2. Posting on Twitter or Facebook Without Comments
Many spammers or accounts that have been hacked will simply post links without the inclusion of comment or introduction. Brands who post images or web links without including some comment risk being blocked as spammers or reduce the likelihood of customers clicking the link for fear of virus exposure.
3. Websites are Not a One-Time Investment
Websites, like shop windows, need to be constantly refreshed and updated to reflect the changes in products, markets and customer needs. Your website is often a customers first interaction with your brand and therefore the management of your website should include a constant process of refining and optimization.
4. Ignoring Analytics
Tracking and analyzing the performance of your brand’s website and social media engagement is essential to ensure you are maximizing your ROI in these areas. Use tools like Google Analytics, Facebook insights, Twitter Counter and other such applications to track how your customers engage with your posts.
Which post sparked the most comments and shares? How long are customers spending on your website? What pages are they spending most time on and what pages are they ignoring? If you are investing time and resources on your brand’s online presence then make sure your activity is as effective as possible.
Align the analytics with your brand strategy goals. If certain elements are not working them drop them, re-evaluate, and if necessary re-structure, your communication approach.
5. Not Owning Essential Brand Assets
Your website and its domain name are valuable brand assets. Protecting them from competitors and fraudulent entities should be a priority. Make sure you brand’s domain names are registered to your business and not to your web developer or another third party. Keep a back up copy of any custom web design work. Relationships between your company and the web developer may come under strain and it is crucial that your brand is safeguarded and that your assets stay in the control of your company.
6. Not Protecting Your Intellectual Property
Just because your business has registered its name or the brand name does not mean that it is entitled to the matching domain name. If you have the brandname.com domain name for your brand, there is nothing stopping others from registering brandname.ie, brandname.co.uk etc. Buying and registering your company’s brand name across a variety of domains will protect your brand from potential large costs should third parties register alternative domains and force you to pay high prices to buy control of them.
7. Facebook Pages – Who Owns What?
Most brand Facebook pages are linked to the personal Facebook profile of someone within the company. Make sure that the page owner is also a senior member of the company management team/board and that more than one person has administration control of the brand Facebook page to safeguard against potential issues that may arise with the social media community manager. You also need to manage the level of administrative rights granted to your social media team members and safeguard your brand against the potential departure of a disgruntled employee who has administrative access to your account. Take inventory of every page your company owns, identify pages that may be set up by fans or other third party and monitor these pages consistently.
8. Leaving Online Content Control to One Person
Social media should be a team effort within your company. No one person can truly represent the brand voice and have the answer to all queries. Brand leaders, managers, front-line staff, strategists, web developers etc should all play a role in creating online content for the brand. Their collective input and combined knowledge means that, as a team, they are best equipped to optimize social media interaction and maximize the brand experience for your customers. It also means you mitigate risk if a key team member leaves your organisation.

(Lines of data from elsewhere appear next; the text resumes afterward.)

//! # Serve Subcommand
//!
//! Runs the SmartSched HTTP API server. Equivalent to launching the
//! `smartsched-api` binary, with the port exposed as a flag.

use anyhow::{Context, Result};
use clap::Args;

use smartsched_api::state::{AppConfig, AppState};
use smartsched_model::{ModelApiConfig, ModelGateway};

/// Arguments for the `smartsched serve` subcommand.
#[derive(Args, Debug)]
pub struct ServeArgs {
    /// Port to bind. Falls back to the PORT environment variable, then 8080.
    #[arg(short, long)]
    pub port: Option<u16>,
}

/// Execute the serve subcommand. Runs until the process is terminated.
pub async fn run_serve(args: &ServeArgs) -> Result<u8> {
    let port = args
        .port
        .or_else(|| std::env::var("PORT").ok().and_then(|p| p.parse().ok()))
        .unwrap_or(8080);

    let auth_token = std::env::var("SMARTSCHED_AUTH_TOKEN").ok();
    if auth_token.is_none() {
        tracing::warn!("SMARTSCHED_AUTH_TOKEN not set; API runs open in demo mode");
    }
    let config = AppConfig { port, auth_token };

    let model = match ModelApiConfig::from_env() {
        Ok(model_config) => {
            tracing::info!("model client configured");
            Some(ModelGateway::new(model_config).context("failed to create model client")?)
        }
        Err(e) => {
            tracing::warn!("model client not configured: {e}. Verdict endpoints will return 503.");
            None
        }
    };

    let state = AppState::new(config, model);
    let app = smartsched_api::app(state);

    let addr = std::net::SocketAddr::from(([0, 0, 0, 0], port));
    tracing::info!("SmartSched API listening on {addr}");
    let listener = tokio::net::TcpListener::bind(addr)
        .await
        .with_context(|| format!("failed to bind {addr}"))?;
    axum::serve(listener, app)
        .await
        .context("server terminated abnormally")?;
    Ok(0)
}
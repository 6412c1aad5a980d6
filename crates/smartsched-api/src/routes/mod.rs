//! # API Route Modules
//!
//! - `attendance` — the attendance marking flow (face gate → check-in →
//!   constraint validation), standalone constraint validation, the
//!   invalid-attempt log, the recent check-in feed, and faculty manual
//!   marking.
//! - `faces` — face registration and standalone face verification.
//! - `roster` — read-only roster and timetable endpoints backing the
//!   dashboards.

pub mod attendance;
pub mod faces;
pub mod roster;
//! # smartsched-cli — CLI Tools for SmartSched
//!
//! Provides the `smartsched` command-line interface.
//!
//! ## Subcommands
//!
//! - `smartsched serve` — run the HTTP API server.
//! - `smartsched verify-face` — one-shot face comparison between two
//!   image files on disk.
//! - `smartsched validate` — one-shot attendance constraint validation
//!   for a coordinate pair and class.
//!
//! The verify/validate subcommands talk to the live model endpoint and
//! require `SMARTSCHED_MODEL_API_KEY` to be set.

pub mod serve;
pub mod validate;
pub mod verify;
//! Wire layer for the hosted `generateContent` endpoint.
//!
//! Request/response types match the generative-language REST schema
//! (camelCase, externally-tagged parts). The client asks for
//! `application/json` responses and deserializes the first candidate's
//! text into the caller's verdict type.
//!
//! There is no retry policy and no per-call timeout management: a single
//! call, a single fallback path. The client-wide timeout is set once at
//! construction from [`ModelApiConfig`].

use std::time::Duration;

use serde::de::DeserializeOwned;
use serde::{Deserialize, Serialize};
use smartsched_core::DataUri;

use crate::config::ModelApiConfig;
use crate::error::ModelApiError;

// -- Types matching the generative-language API schema ------------------------

/// One piece of a prompt: text or inline media.
#[derive(Debug, Clone, Serialize)]
#[serde(rename_all = "camelCase")]
pub enum Part {
    /// Plain prompt text.
    Text(String),
    /// Inline base64 media (face images).
    InlineData(InlineData),
}

impl Part {
    /// Build a text part.
    pub fn text(text: impl Into<String>) -> Self {
        Self::Text(text.into())
    }

    /// Build an inline-media part from a data URI. The media type loses
    /// its parameters (`image/jpeg;foo=bar` → `image/jpeg`) because the
    /// API expects a bare mime type.
    pub fn inline(uri: &DataUri) -> Self {
        Self::InlineData(InlineData {
            mime_type: uri.media_type_base().to_string(),
            data: uri.payload_base64().to_string(),
        })
    }
}

/// Inline base64 payload with its mime type.
#[derive(Debug, Clone, Serialize)]
#[serde(rename_all = "camelCase")]
pub struct InlineData {
    pub mime_type: String,
    pub data: String,
}

/// A single content turn.
#[derive(Debug, Serialize)]
pub struct Content {
    pub parts: Vec<Part>,
}

/// Generation parameters. Only the response mime type is pinned: verdicts
/// must come back as JSON documents, not prose.
#[derive(Debug, Serialize)]
#[serde(rename_all = "camelCase")]
pub struct GenerationConfig {
    pub response_mime_type: String,
}

/// Request body for `models/{model}:generateContent`.
#[derive(Debug, Serialize)]
#[serde(rename_all = "camelCase")]
pub struct GenerateContentRequest {
    pub contents: Vec<Content>,
    pub generation_config: GenerationConfig,
}

/// Response envelope.
#[derive(Debug, Deserialize)]
pub struct GenerateContentResponse {
    #[serde(default)]
    pub candidates: Vec<Candidate>,
}

/// One response candidate.
#[derive(Debug, Deserialize)]
pub struct Candidate {
    #[serde(default)]
    pub content: Option<CandidateContent>,
}

/// Candidate content parts.
#[derive(Debug, Deserialize)]
pub struct CandidateContent {
    #[serde(default)]
    pub parts: Vec<CandidatePart>,
}

/// One candidate part; only text parts are relevant to verdicts.
#[derive(Debug, Deserialize)]
pub struct CandidatePart {
    #[serde(default)]
    pub text: Option<String>,
}

impl GenerateContentResponse {
    /// Concatenated text of the first candidate, if any.
    fn first_candidate_text(&self) -> Option<String> {
        let content = self.candidates.first()?.content.as_ref()?;
        let text: String = content
            .parts
            .iter()
            .filter_map(|p| p.text.as_deref())
            .collect();
        if text.is_empty() {
            None
        } else {
            Some(text)
        }
    }
}

// -- Client -------------------------------------------------------------------

/// Low-level client for the hosted model endpoint.
#[derive(Debug, Clone)]
pub struct ModelClient {
    http: reqwest::Client,
    base_url: url::Url,
    model: String,
}

impl ModelClient {
    /// Create a new model client from configuration.
    pub fn new(config: ModelApiConfig) -> Result<Self, ModelApiError> {
        let http = reqwest::Client::builder()
            .timeout(Duration::from_secs(config.timeout_secs))
            .default_headers({
                let mut headers = reqwest::header::HeaderMap::new();
                let mut key =
                    reqwest::header::HeaderValue::from_str(&config.api_key).map_err(|_| {
                        ModelApiError::Config(crate::config::ConfigError::MissingApiKey)
                    })?;
                key.set_sensitive(true);
                headers.insert("x-goog-api-key", key);
                headers
            })
            .build()
            .map_err(|e| ModelApiError::Http {
                endpoint: "client_init".into(),
                source: e,
            })?;

        Ok(Self {
            http,
            base_url: config.base_url,
            model: config.model,
        })
    }

    /// Send a prompt and deserialize the first candidate's text as `T`.
    ///
    /// Calls `POST {base_url}/v1beta/models/{model}:generateContent` with
    /// `responseMimeType: application/json`.
    pub async fn generate_json<T: DeserializeOwned>(
        &self,
        endpoint: &str,
        parts: Vec<Part>,
    ) -> Result<T, ModelApiError> {
        let url = format!(
            "{}v1beta/models/{}:generateContent",
            self.base_url, self.model
        );
        let req = GenerateContentRequest {
            contents: vec![Content { parts }],
            generation_config: GenerationConfig {
                response_mime_type: "application/json".to_string(),
            },
        };

        let resp = self
            .http
            .post(&url)
            .json(&req)
            .send()
            .await
            .map_err(|e| ModelApiError::Http {
                endpoint: endpoint.into(),
                source: e,
            })?;

        if !resp.status().is_success() {
            let status = resp.status().as_u16();
            let body = resp.text().await.unwrap_or_default();
            return Err(ModelApiError::Api {
                endpoint: endpoint.into(),
                status,
                body,
            });
        }

        let envelope: GenerateContentResponse =
            resp.json().await.map_err(|e| ModelApiError::Deserialization {
                endpoint: endpoint.into(),
                source: e,
            })?;

        let text = envelope
            .first_candidate_text()
            .ok_or_else(|| ModelApiError::EmptyResponse {
                endpoint: endpoint.into(),
            })?;

        serde_json::from_str(&text).map_err(|e| ModelApiError::Verdict {
            endpoint: endpoint.into(),
            source: e,
        })
    }
}

#[cfg(test)]
mod tests {
    use super::*;

    #[test]
    fn parts_serialize_in_api_shape() {
        let text = serde_json::to_value(Part::text("hello")).unwrap();
        assert_eq!(text, serde_json::json!({"text": "hello"}));

        let uri = DataUri::from_bytes("image/jpeg", b"face");
        let inline = serde_json::to_value(Part::inline(&uri)).unwrap();
        assert_eq!(
            inline,
            serde_json::json!({"inlineData": {"mimeType": "image/jpeg", "data": "ZmFjZQ=="}})
        );
    }

    #[test]
    fn request_pins_json_response_mime_type() {
        let req = GenerateContentRequest {
            contents: vec![Content {
                parts: vec![Part::text("p")],
            }],
            generation_config: GenerationConfig {
                response_mime_type: "application/json".to_string(),
            },
        };
        let value = serde_json::to_value(&req).unwrap();
        assert_eq!(
            value["generationConfig"]["responseMimeType"],
            "application/json"
        );
    }

    #[test]
    fn first_candidate_text_concatenates_parts() {
        let envelope: GenerateContentResponse = serde_json::from_value(serde_json::json!({
            "candidates": [{"content": {"parts": [{"text": "{\"a\":"}, {"text": "1}"}]}}]
        }))
        .unwrap();
        assert_eq!(envelope.first_candidate_text().unwrap(), "{\"a\":1}");
    }

    #[test]
    fn empty_candidates_yield_no_text() {
        let envelope: GenerateContentResponse =
            serde_json::from_value(serde_json::json!({})).unwrap();
        assert!(envelope.first_candidate_text().is_none());
    }
}
//! # smartsched-api — Axum API Services for SmartSched
//!
//! HTTP surface over the attendance decision logic. The actual decisions
//! — face matching and constraint validation — are delegated to the
//! hosted model via `smartsched-model`; this crate owns the roster, the
//! registered-face store, the invalid-attempt log, the check-in feed, and
//! role-based access.
//!
//! ## API Surface
//!
//! | Prefix                | Module                  | Domain                  |
//! |-----------------------|-------------------------|-------------------------|
//! | `/v1/attendance/*`    | [`routes::attendance`]  | Marking flow & review   |
//! | `/v1/faces/*`         | [`routes::faces`]       | Face registration       |
//! | `/v1/students` etc.   | [`routes::roster`]      | Roster & timetable      |
//!
//! ## Middleware Stack (execution order)
//!
//! ```text
//! TraceLayer → AuthMiddleware → Handler
//! ```
//!
//! Health probes (`/health/*`) are mounted outside the auth middleware so
//! they remain accessible without credentials.

pub mod auth;
pub mod error;
pub mod extractors;
pub mod openapi;
pub mod routes;
pub mod state;

use axum::middleware::from_fn;
use axum::Router;
use tower_http::trace::TraceLayer;

use crate::auth::AuthConfig;
use crate::state::AppState;

/// Assemble the full application router with all routes and middleware.
pub fn app(state: AppState) -> Router {
    let auth_config = AuthConfig {
        token: state.config.auth_token.clone(),
    };

    // Authenticated API routes.
    let api = Router::new()
        .merge(routes::attendance::router())
        .merge(routes::faces::router())
        .merge(routes::roster::router())
        .merge(openapi::router())
        .layer(from_fn(auth::auth_middleware))
        .layer(TraceLayer::new_for_http())
        .layer(axum::Extension(auth_config))
        .with_state(state.clone());

    // Unauthenticated health probes.
    let health = Router::new()
        .route("/health/liveness", axum::routing::get(liveness))
        .route(
            "/health/readiness",
            axum::routing::get(readiness).with_state(state),
        );

    Router::new().merge(health).merge(api)
}

/// Liveness probe — always returns 200 if the process is running.
async fn liveness() -> &'static str {
    "ok"
}

/// Readiness probe — reports whether the model client is configured.
async fn readiness(
    axum::extract::State(state): axum::extract::State<AppState>,
) -> axum::Json<serde_json::Value> {
    axum::Json(serde_json::json!({
        "status": "ready",
        "modelConfigured": state.model.is_some(),
    }))
}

Embrace and leverage your online activities to grow your brand engagements and relationships positively but always underpin those activities with a well thought out and executed brand strategy. Ensure your social mediea activities are congruent with your core brand values and what your brand stands for. Be consistent in your level of online activity, respect good practises and social media etiquette and you will see your brand benefit and grow over time.
Does your company have full control of its online and intellectual property?
Is the online element of your brand strategy maximizing your ROI?
Do you track and analyze your online activity and adapt your brand strategy accordingly?